» Task objective: In your answer, reproduce exactly the lines from the beginning of the listing below through the one containing "pub mod client;", and only those lines.

» Records shown:
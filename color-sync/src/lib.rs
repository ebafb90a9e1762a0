//! Shared color synchronization over WebSockets.
//!
//! A hub keeps one authoritative color and rebroadcasts every accepted
//! update to all parties; clients follow it through a channel that
//! reconnects on its own. Each module focuses on a concrete responsibility:
//!
//! - [`cli`] parses the command-line interface for hub and client modes.
//! - [`color`] defines the shared color and its textual wire format.
//! - [`hub`] accepts connections on a secure and a plain endpoint, validates
//!   updates and fans them out to both registries.
//! - [`channel`] keeps a reconnecting subscription to the hub and exposes
//!   inbound snapshots as one continuous stream.
//! - [`client`] drives a channel from the terminal (`watch` and `set`).
//! - [`tls`] loads the certificate used by the secure endpoint.
//!
//! Integration and unit tests use this crate directly to exercise the hub
//! registries, the channel state machine and the wire format.

pub mod channel;
pub mod cli;
pub mod client;
pub mod color;
pub mod hub;
pub mod tls;
use crate::state::types::{AnswerKey, AnswerOption, Appeal, AppealDecision, AppealStatus};

/// Administrator verdict on a pending appeal.
#[derive(Debug, Clone, Copy, PartialEq, Eq)]
pub enum Verdict {
    Approve {
        decision: Option<AppealDecision>,
        new_answer: Option<AnswerOption>,
    },
    Reject,
}

/// Outcome of applying a verdict: the updated appeal, the (possibly
/// unchanged) answer key, and whether the key actually changed, which
/// is what decides if a full recalculation is owed.
#[derive(Debug, Clone, PartialEq, Eq)]
pub struct Resolution {
    pub appeal: Appeal,
    pub answer_key: AnswerKey,
    pub recalculation_needed: bool,
}

/// Apply an administrator verdict to a pending appeal.
///
/// Approving with "annul question" turns the key entry into the
/// annulment sentinel; approving with "change answer" plus a
/// replacement option swaps the entry. Rejection, or approval without
/// an actionable decision (no decision kind, or "change answer" with
/// no replacement), updates only the appeal's own status and requires
/// no recalculation.
pub fn resolve(appeal: &Appeal, verdict: Verdict, key: &AnswerKey) -> Resolution {
    let mut updated = appeal.clone();
    let mut new_key = key.clone();
    let mut recalculation_needed = false;

    match verdict {
        Verdict::Reject => {
            updated.status = AppealStatus::Rejected;
            updated.decision = None;
            updated.new_answer = None;
        }
        Verdict::Approve { decision, new_answer } => {
            updated.status = AppealStatus::Approved;
            updated.decision = decision;
            updated.new_answer = new_answer;

            match decision {
                Some(AppealDecision::AnnulQuestion) => {
                    new_key.insert(appeal.question, AnswerOption::X);
                    recalculation_needed = true;
                }
                Some(AppealDecision::ChangeAnswer) => {
                    if let Some(option) = new_answer {
                        new_key.insert(appeal.question, option);
                        recalculation_needed = true;
                    }
                }
                None => {}
            }
        }
    }

    Resolution {
        appeal: updated,
        answer_key: new_key,
        recalculation_needed,
    }
}
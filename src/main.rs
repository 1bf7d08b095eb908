use chrono::{DateTime, NaiveDate, Utc};
use clap::{Args, Parser, Subcommand};
use std::path::PathBuf;
use std::process::ExitCode;

use examrank::appeal::Verdict;
use examrank::ranking::{self, RankingView};
use examrank::scoring::{validate_exam, ExamConfig};
use examrank::state::{
    self, apply, parse_answer_entries, AnswerOption, AppealDecision, Candidate, Command as StateCommand,
    ExamState,
};

const EXIT_SUCCESS: u8 = 0;
const EXIT_VALIDATION: u8 = 1;
const EXIT_STORAGE: u8 = 2;
const EXIT_CONFIG: u8 = 4;

#[derive(Subcommand, Debug)]
enum Commands {
    /// Submit a candidate's answer sheet
    Submit {
        #[command(flatten)]
        identification: Identification,

        /// Answers as question=letter pairs, e.g. "1=A,2=C,41=E"
        answers: String,
    },
    /// Show a candidate's stored result and rank
    Results {
        /// National id used at submission time
        national_id: String,
    },
    /// Show the ranking for a view
    Ranking {
        /// Which candidates to rank
        #[arg(long, value_enum, default_value = "all")]
        view: ViewArg,
    },
    /// Inspect or replace the answer key
    #[command(subcommand)]
    Key(KeyCommands),
    /// File, list or resolve appeals
    #[command(subcommand)]
    Appeal(AppealCommands),
    /// Set or clear the appeal deadline
    SetDeadline {
        /// RFC 3339 timestamp, e.g. 2026-09-30T23:59:59Z
        deadline: Option<DateTime<Utc>>,

        /// Remove the deadline entirely
        #[arg(long, conflicts_with = "deadline")]
        clear: bool,
    },
    /// Rename the assessment form
    SetTitle { title: String },
    /// Wipe all submissions, appeals and the answer key
    Reset {
        /// Skip the confirmation prompt
        #[arg(long)]
        yes: bool,
    },
}

#[derive(Args, Debug)]
struct Identification {
    /// Unique national id
    #[arg(long)]
    national_id: String,

    /// Unique display nickname (case-insensitive)
    #[arg(long)]
    nickname: String,

    /// Contact email
    #[arg(long)]
    email: String,

    /// Date of birth, YYYY-MM-DD
    #[arg(long)]
    dob: NaiveDate,
}

#[derive(Subcommand, Debug)]
enum KeyCommands {
    /// Print the current answer key
    Show,
    /// Replace the whole key; every question must get an entry
    Set {
        /// Entries as question=letter pairs; X marks an annulled question
        entries: String,
    },
}

#[derive(Subcommand, Debug)]
enum AppealCommands {
    /// File an appeal against one question
    File {
        /// Question number being contested
        question: u32,

        /// National id of the appellant (must have a submission)
        #[arg(long)]
        national_id: String,

        /// Why the key entry is wrong
        #[arg(long)]
        justification: String,
    },
    /// List all appeals
    List,
    /// Rule on a pending appeal
    Resolve {
        /// Appeal id, e.g. appeal-3
        id: String,

        /// Approve without touching the key
        #[arg(long, conflicts_with_all = ["reject", "annul", "change_to"])]
        approve: bool,

        /// Reject the appeal
        #[arg(long, conflicts_with_all = ["annul", "change_to"])]
        reject: bool,

        /// Approve and annul the contested question
        #[arg(long, conflicts_with = "change_to")]
        annul: bool,

        /// Approve and change the correct answer to this option
        #[arg(long, value_name = "LETTER")]
        change_to: Option<AnswerOption>,
    },
}

#[derive(clap::ValueEnum, Clone, Copy, Debug)]
enum ViewArg {
    All,
    Approved,
    Reproved,
}

impl From<ViewArg> for RankingView {
    fn from(view: ViewArg) -> Self {
        match view {
            ViewArg::All => RankingView::All,
            ViewArg::Approved => RankingView::Approved,
            ViewArg::Reproved => RankingView::Reproved,
        }
    }
}

#[derive(Parser, Debug)]
#[command(name = "examrank")]
#[command(about = "Score and rank multiple-choice exam submissions", long_about = None)]
#[command(version)]
struct Cli {
    /// Enable verbose logging
    #[arg(short, long, global = true)]
    verbose: bool,

    /// Path to config file (defaults to ~/.config/examrank/config.yaml)
    #[arg(short, long, global = true)]
    config: Option<PathBuf>,

    /// Path to state file (defaults to ~/.config/examrank/state.json)
    #[arg(short, long, global = true)]
    state: Option<PathBuf>,

    #[command(subcommand)]
    command: Commands,
}

fn main() -> ExitCode {
    let cli = Cli::parse();

    let config = match examrank::config::load_config(cli.config.clone()) {
        Ok(c) => c,
        Err(e) => {
            eprintln!("Config error: {}", e);
            return ExitCode::from(EXIT_CONFIG);
        }
    };

    if let Err(errors) = validate_exam(&config) {
        eprintln!("Exam config errors:");
        for error in errors {
            eprintln!("  - {}", error);
        }
        return ExitCode::from(EXIT_CONFIG);
    }

    let state_path = cli.state.clone().unwrap_or_else(state::get_state_path);
    let current = match state::load_state(&state_path) {
        Ok(s) => s,
        Err(e) => {
            eprintln!("State error: {}", e);
            return ExitCode::from(EXIT_STORAGE);
        }
    };

    if cli.verbose {
        eprintln!(
            "Loaded state from {}: {} submissions, {} appeals, key entries {}/{}",
            state_path.display(),
            current.submissions.len(),
            current.appeals.len(),
            current.answer_key.len(),
            config.total_questions
        );
    }

    run(cli, config, current, state_path)
}

fn run(cli: Cli, config: ExamConfig, current: ExamState, state_path: PathBuf) -> ExitCode {
    let use_colors = examrank::output::should_use_colors();
    let now = Utc::now();
    let today = now.date_naive();

    match cli.command {
        Commands::Submit { identification, answers } => {
            let answers = match parse_answer_entries(&answers) {
                Ok(sheet) => sheet,
                Err(e) => {
                    eprintln!("Invalid answers: {}", e);
                    return ExitCode::from(EXIT_VALIDATION);
                }
            };
            let candidate = Candidate {
                national_id: identification.national_id.clone(),
                nickname: identification.nickname,
                email: identification.email,
                date_of_birth: identification.dob,
            };
            let command = StateCommand::SubmitAnswers { candidate, answers };

            commit(&current, command, &config, &state_path, cli.verbose, |next| {
                let submission = next
                    .find_submission(&identification.national_id)
                    .expect("submission was just stored");
                let view = status_view(submission);
                let position =
                    ranking::position_of(&next.submissions, view, today, &identification.national_id);
                println!(
                    "{}",
                    examrank::output::format_result_detail(submission, &config, position, use_colors)
                );
            })
        }
        Commands::Results { national_id } => {
            let Some(submission) = current.find_submission(&national_id) else {
                eprintln!(
                    "No submission found for national id '{}'. Submit an answer sheet first.",
                    national_id
                );
                return ExitCode::from(EXIT_VALIDATION);
            };
            // Rank within the candidate's own status view, so approved
            // and reproved candidates each compete among themselves
            let view = status_view(submission);
            let position = ranking::position_of(&current.submissions, view, today, &national_id);
            println!(
                "{}",
                examrank::output::format_result_detail(submission, &config, position, use_colors)
            );
            ExitCode::from(EXIT_SUCCESS)
        }
        Commands::Ranking { view } => {
            let entries = ranking::rank(&current.submissions, view.into(), today);
            println!("{}", examrank::output::format_ranking_table(&entries, use_colors));
            ExitCode::from(EXIT_SUCCESS)
        }
        Commands::Key(KeyCommands::Show) => {
            println!(
                "{}",
                examrank::output::format_answer_key(&current.answer_key, &config)
            );
            ExitCode::from(EXIT_SUCCESS)
        }
        Commands::Key(KeyCommands::Set { entries }) => {
            let answer_key = match parse_answer_entries(&entries) {
                Ok(key) => key,
                Err(e) => {
                    eprintln!("Invalid answer key: {}", e);
                    return ExitCode::from(EXIT_VALIDATION);
                }
            };
            let command = StateCommand::ReplaceAnswerKey { answer_key };
            commit(&current, command, &config, &state_path, cli.verbose, |next| {
                println!(
                    "Answer key updated; {} submissions recalculated.",
                    next.submissions.len()
                );
            })
        }
        Commands::Appeal(AppealCommands::File { question, national_id, justification }) => {
            let command = StateCommand::FileAppeal { question, national_id, justification };
            commit(&current, command, &config, &state_path, cli.verbose, |next| {
                let appeal = next.appeals.last().expect("appeal was just stored");
                println!("Filed {} against question {}.", appeal.id, appeal.question);
            })
        }
        Commands::Appeal(AppealCommands::List) => {
            if current.appeals.is_empty() {
                println!("No appeals filed.");
            } else {
                for appeal in &current.appeals {
                    println!("{}", examrank::output::format_appeal_line(appeal, use_colors));
                }
            }
            ExitCode::from(EXIT_SUCCESS)
        }
        Commands::Appeal(AppealCommands::Resolve { id, approve, reject, annul, change_to }) => {
            let verdict = if reject {
                Verdict::Reject
            } else if annul {
                Verdict::Approve {
                    decision: Some(AppealDecision::AnnulQuestion),
                    new_answer: None,
                }
            } else if let Some(option) = change_to {
                Verdict::Approve {
                    decision: Some(AppealDecision::ChangeAnswer),
                    new_answer: Some(option),
                }
            } else if approve {
                Verdict::Approve { decision: None, new_answer: None }
            } else {
                eprintln!("Choose one of --approve, --reject, --annul or --change-to.");
                return ExitCode::from(EXIT_VALIDATION);
            };

            let command = StateCommand::ResolveAppeal { appeal_id: id.clone(), verdict };
            commit(&current, command, &config, &state_path, cli.verbose, |next| {
                let appeal = next.find_appeal(&id).expect("appeal still stored");
                println!("{} is now {:?}.", appeal.id, appeal.status);
                if next.answer_key != current.answer_key {
                    println!(
                        "Answer key updated; {} submissions recalculated.",
                        next.submissions.len()
                    );
                }
            })
        }
        Commands::SetDeadline { deadline, clear } => {
            if deadline.is_none() && !clear {
                eprintln!("Provide a deadline or pass --clear.");
                return ExitCode::from(EXIT_VALIDATION);
            }
            let command = StateCommand::SetAppealDeadline { deadline };
            commit(&current, command, &config, &state_path, cli.verbose, |next| {
                match next.appeal_deadline {
                    Some(deadline) => println!("Appeal deadline set to {}.", deadline),
                    None => println!("Appeal deadline cleared."),
                }
            })
        }
        Commands::SetTitle { title } => {
            let command = StateCommand::SetFormTitle { title };
            commit(&current, command, &config, &state_path, cli.verbose, |next| {
                println!("Form title set to '{}'.", next.form_title);
            })
        }
        Commands::Reset { yes } => {
            if !yes {
                eprintln!("Refusing to wipe all data without --yes.");
                return ExitCode::from(EXIT_VALIDATION);
            }
            commit(&current, StateCommand::Reset, &config, &state_path, cli.verbose, |_next| {
                println!("All data restored to the initial state.");
            })
        }
    }
}

fn status_view(submission: &examrank::state::Submission) -> RankingView {
    if submission.status.is_approved() {
        RankingView::Approved
    } else {
        RankingView::Reproved
    }
}

/// Apply a command and persist the complete next state atomically.
/// On any failure the previous state file is left untouched.
fn commit(
    current: &ExamState,
    command: StateCommand,
    config: &ExamConfig,
    state_path: &PathBuf,
    verbose: bool,
    on_success: impl FnOnce(&ExamState),
) -> ExitCode {
    let next = match apply(current, command, config, Utc::now()) {
        Ok(next) => next,
        Err(e) => {
            eprintln!("{}", e);
            return ExitCode::from(EXIT_VALIDATION);
        }
    };

    if let Err(e) = state::save_state(state_path, &next) {
        eprintln!("Failed to persist state: {}", e);
        return ExitCode::from(EXIT_STORAGE);
    }

    if verbose {
        eprintln!("State saved to {}", state_path.display());
    }

    on_success(&next);
    ExitCode::from(EXIT_SUCCESS)
}
use anyhow::{bail, Result};
use chrono::{DateTime, NaiveDate, Utc};
use serde::{Deserialize, Serialize};
use std::collections::BTreeMap;
use std::fmt;
use std::str::FromStr;

/// 1-based question number on the answer sheet.
pub type QuestionNumber = u32;

/// A candidate's raw answers: question number -> chosen option.
/// Unanswered questions are simply absent.
pub type AnswerSheet = BTreeMap<QuestionNumber, AnswerOption>;

/// The administrator's answer key: question number -> correct option,
/// where `X` marks an annulled question.
pub type AnswerKey = BTreeMap<QuestionNumber, AnswerOption>;

/// One choice letter, or the annulment sentinel `X`.
///
/// `X` is only meaningful inside the answer key: it grants credit to
/// every candidate who answered that question, whatever they picked.
#[derive(Debug, Clone, Copy, PartialEq, Eq, PartialOrd, Ord, Serialize, Deserialize)]
pub enum AnswerOption {
    A,
    B,
    C,
    D,
    E,
    X,
}

impl AnswerOption {
    /// True for the annulment sentinel.
    pub fn is_annulled(&self) -> bool {
        matches!(self, AnswerOption::X)
    }
}

impl fmt::Display for AnswerOption {
    fn fmt(&self, f: &mut fmt::Formatter<'_>) -> fmt::Result {
        let letter = match self {
            AnswerOption::A => "A",
            AnswerOption::B => "B",
            AnswerOption::C => "C",
            AnswerOption::D => "D",
            AnswerOption::E => "E",
            AnswerOption::X => "X",
        };
        f.write_str(letter)
    }
}

impl FromStr for AnswerOption {
    type Err = String;

    fn from_str(s: &str) -> Result<Self, Self::Err> {
        match s.trim().to_ascii_uppercase().as_str() {
            "A" => Ok(AnswerOption::A),
            "B" => Ok(AnswerOption::B),
            "C" => Ok(AnswerOption::C),
            "D" => Ok(AnswerOption::D),
            "E" => Ok(AnswerOption::E),
            "X" => Ok(AnswerOption::X),
            other => Err(format!("invalid answer option '{}' (expected A-E or X)", other)),
        }
    }
}

/// Outcome of threshold evaluation.
#[derive(Debug, Clone, Copy, PartialEq, Eq, Serialize, Deserialize)]
#[serde(rename_all = "SCREAMING_SNAKE_CASE")]
pub enum ApprovalStatus {
    Approved,
    Reproved,
}

impl ApprovalStatus {
    pub fn is_approved(&self) -> bool {
        matches!(self, ApprovalStatus::Approved)
    }
}

/// Identification record captured at intake. Immutable once a
/// submission exists. Uniqueness of national id, nickname
/// (case-insensitive) and email is enforced by the transition layer.
#[derive(Debug, Clone, PartialEq, Eq, Serialize, Deserialize)]
pub struct Candidate {
    pub national_id: String,
    pub nickname: String,
    pub email: String,
    pub date_of_birth: NaiveDate,
}

/// One candidate's answer sheet plus the fields derived from it.
///
/// Derived fields are a pure function of (answers, current answer key)
/// and are fully rewritten on every recalculation, never patched.
#[derive(Debug, Clone, PartialEq, Eq, Serialize, Deserialize)]
pub struct Submission {
    pub candidate: Candidate,
    pub answers: AnswerSheet,
    pub submitted_at: DateTime<Utc>,
    pub module1_correct: u32,
    pub module2_correct: u32,
    pub module1_score: u32,
    pub module2_score: u32,
    pub total_score: u32,
    pub status: ApprovalStatus,
    #[serde(default)]
    pub reproval_reasons: Vec<String>,
}

impl Submission {
    /// Build a submission whose derived fields have not been computed
    /// yet. The scoring engine fills them in before the submission is
    /// ever stored or displayed.
    pub fn unscored(candidate: Candidate, answers: AnswerSheet, submitted_at: DateTime<Utc>) -> Self {
        Self {
            candidate,
            answers,
            submitted_at,
            module1_correct: 0,
            module2_correct: 0,
            module1_score: 0,
            module2_score: 0,
            total_score: 0,
            status: ApprovalStatus::Reproved,
            reproval_reasons: Vec::new(),
        }
    }
}

/// Lifecycle of an appeal. Pending is the only non-terminal state.
#[derive(Debug, Clone, Copy, PartialEq, Eq, Serialize, Deserialize)]
#[serde(rename_all = "SCREAMING_SNAKE_CASE")]
pub enum AppealStatus {
    Pending,
    Approved,
    Rejected,
}

/// Administrator decision attached to an approved appeal.
#[derive(Debug, Clone, Copy, PartialEq, Eq, Serialize, Deserialize)]
#[serde(rename_all = "SCREAMING_SNAKE_CASE")]
pub enum AppealDecision {
    AnnulQuestion,
    ChangeAnswer,
}

/// A candidate's request to contest one question of the answer key.
#[derive(Debug, Clone, PartialEq, Eq, Serialize, Deserialize)]
pub struct Appeal {
    pub id: String,
    pub question: QuestionNumber,
    pub national_id: String,
    pub nickname: String,
    /// Free text, opaque to the engine.
    pub justification: String,
    pub created_at: DateTime<Utc>,
    pub status: AppealStatus,
    #[serde(default)]
    pub decision: Option<AppealDecision>,
    #[serde(default)]
    pub new_answer: Option<AnswerOption>,
}

/// Current state file format version.
pub const STATE_VERSION: u32 = 1;

/// The full persisted snapshot: everything the exam knows, replaced
/// wholesale on every mutation.
#[derive(Debug, Clone, PartialEq, Eq, Serialize, Deserialize)]
pub struct ExamState {
    pub version: u32,
    #[serde(default = "default_form_title")]
    pub form_title: String,
    #[serde(default)]
    pub appeal_deadline: Option<DateTime<Utc>>,
    #[serde(default)]
    pub answer_key: AnswerKey,
    #[serde(default)]
    pub submissions: Vec<Submission>,
    #[serde(default)]
    pub appeals: Vec<Appeal>,
}

fn default_form_title() -> String {
    "Assessment Form".to_string()
}

impl Default for ExamState {
    fn default() -> Self {
        Self::new()
    }
}

impl ExamState {
    /// Create a fresh empty state with the current format version.
    pub fn new() -> Self {
        Self {
            version: STATE_VERSION,
            form_title: default_form_title(),
            appeal_deadline: None,
            answer_key: AnswerKey::new(),
            submissions: Vec::new(),
            appeals: Vec::new(),
        }
    }

    /// Look up a submission by the candidate's national id.
    pub fn find_submission(&self, national_id: &str) -> Option<&Submission> {
        self.submissions
            .iter()
            .find(|sub| sub.candidate.national_id == national_id)
    }

    /// Look up an appeal by id.
    pub fn find_appeal(&self, appeal_id: &str) -> Option<&Appeal> {
        self.appeals.iter().find(|a| a.id == appeal_id)
    }

    /// Next sequential appeal id ("appeal-1", "appeal-2", ...),
    /// derived from the highest id already present so that replaying
    /// the same commands always yields the same ids.
    pub fn next_appeal_id(&self) -> String {
        let highest = self
            .appeals
            .iter()
            .filter_map(|a| a.id.strip_prefix("appeal-"))
            .filter_map(|n| n.parse::<u64>().ok())
            .max()
            .unwrap_or(0);
        format!("appeal-{}", highest + 1)
    }
}

/// Parse an answer sheet (or answer key) from compact CLI notation:
/// comma- or whitespace-separated `question=letter` pairs, e.g.
/// `"1=A,2=C,5=E"`. Duplicate question numbers are rejected.
pub fn parse_answer_entries(input: &str) -> Result<AnswerSheet> {
    let mut sheet = AnswerSheet::new();
    for token in input.split([',', ' ', '\n', '\t']) {
        let token = token.trim();
        if token.is_empty() {
            continue;
        }
        let Some((number, letter)) = token.split_once('=') else {
            bail!("invalid answer entry '{}' (expected question=letter, e.g. 12=C)", token);
        };
        let question: QuestionNumber = number
            .trim()
            .parse()
            .map_err(|_| anyhow::anyhow!("invalid question number '{}'", number))?;
        if question == 0 {
            bail!("question numbers start at 1, got '{}'", token);
        }
        let option = AnswerOption::from_str(letter).map_err(|e| anyhow::anyhow!(e))?;
        if sheet.insert(question, option).is_some() {
            bail!("duplicate entry for question {}", question);
        }
    }
    Ok(sheet)
}
use chrono::{Datelike, NaiveDate};
use std::cmp::Ordering;

use crate::state::types::Submission;

/// Age threshold for the senior preference tie-break.
pub const SENIOR_AGE: i32 = 60;

/// Which subset of submissions a ranking is computed over.
#[derive(Debug, Clone, Copy, PartialEq, Eq)]
pub enum RankingView {
    All,
    Approved,
    Reproved,
}

/// One row of a ranking: the 1-based position, the submission, and the
/// candidate's age on the reference date.
#[derive(Debug, Clone)]
pub struct RankedEntry<'a> {
    pub position: usize,
    pub submission: &'a Submission,
    pub age: i32,
}

/// Full elapsed years between birth date and the reference date.
/// Decremented by one when the birthday has not yet occurred this year.
pub fn age_on(date_of_birth: NaiveDate, today: NaiveDate) -> i32 {
    let mut age = today.year() - date_of_birth.year();
    if (today.month(), today.day()) < (date_of_birth.month(), date_of_birth.day()) {
        age -= 1;
    }
    age
}

/// Composite ranking comparator, best candidate first:
/// 1. higher total score
/// 2. senior (age >= 60) over non-senior
/// 3. among two seniors, older first
/// 4. higher Module II score
/// 5. higher Module I score
/// 6. older first
///
/// Residual ties keep their incoming relative order; `rank` uses a
/// stable sort, so the result is consistent across runs.
pub fn compare(a: &Submission, a_age: i32, b: &Submission, b_age: i32) -> Ordering {
    let by_score = b.total_score.cmp(&a.total_score);
    if by_score != Ordering::Equal {
        return by_score;
    }

    let a_senior = a_age >= SENIOR_AGE;
    let b_senior = b_age >= SENIOR_AGE;
    match (a_senior, b_senior) {
        (true, false) => return Ordering::Less,
        (false, true) => return Ordering::Greater,
        (true, true) => {
            let by_age = b_age.cmp(&a_age);
            if by_age != Ordering::Equal {
                return by_age;
            }
        }
        (false, false) => {}
    }

    b.module2_score
        .cmp(&a.module2_score)
        .then(b.module1_score.cmp(&a.module1_score))
        .then(b_age.cmp(&a_age))
}

/// Rank the submissions matching the view, 1-based positions.
///
/// Ranks are always recomputed from the current submissions, never
/// stored, so they can't go stale after a recalculation. Each view
/// ranks only its own subset: a reproved candidate's position is
/// relative to other reproved candidates.
pub fn rank<'a>(
    submissions: &'a [Submission],
    view: RankingView,
    today: NaiveDate,
) -> Vec<RankedEntry<'a>> {
    let mut entries: Vec<RankedEntry<'a>> = submissions
        .iter()
        .filter(|sub| match view {
            RankingView::All => true,
            RankingView::Approved => sub.status.is_approved(),
            RankingView::Reproved => !sub.status.is_approved(),
        })
        .map(|sub| RankedEntry {
            position: 0,
            submission: sub,
            age: age_on(sub.candidate.date_of_birth, today),
        })
        .collect();

    entries.sort_by(|a, b| compare(a.submission, a.age, b.submission, b.age));

    for (index, entry) in entries.iter_mut().enumerate() {
        entry.position = index + 1;
    }
    entries
}

/// Position of one candidate within a view, if present in it.
pub fn position_of(
    submissions: &[Submission],
    view: RankingView,
    today: NaiveDate,
    national_id: &str,
) -> Option<usize> {
    rank(submissions, view, today)
        .iter()
        .find(|entry| entry.submission.candidate.national_id == national_id)
        .map(|entry| entry.position)
}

» Result for this task:
filename color-sync/src/lib.rs
repository ebafb90a9e1762a0
//! Shared color synchronization over WebSockets.
//!
//! A hub keeps one authoritative color and rebroadcasts every accepted
//! update to all parties; clients follow it through a channel that
//! reconnects on its own. Each module focuses on a concrete responsibility:
//!
//! - [`cli`] parses the command-line interface for hub and client modes.
//! - [`color`] defines the shared color and its textual wire format.
//! - [`hub`] accepts connections on a secure and a plain endpoint, validates
//!   updates and fans them out to both registries.
//! - [`channel`] keeps a reconnecting subscription to the hub and exposes
//!   inbound snapshots as one continuous stream.
//! - [`client`] drives a channel from the terminal (`watch` and `set`).
//! - [`tls`] loads the certificate used by the secure endpoint.
//!
//! Integration and unit tests use this crate directly to exercise the hub
//! registries, the channel state machine and the wire format.

pub mod channel;
pub mod cli;
pub mod client;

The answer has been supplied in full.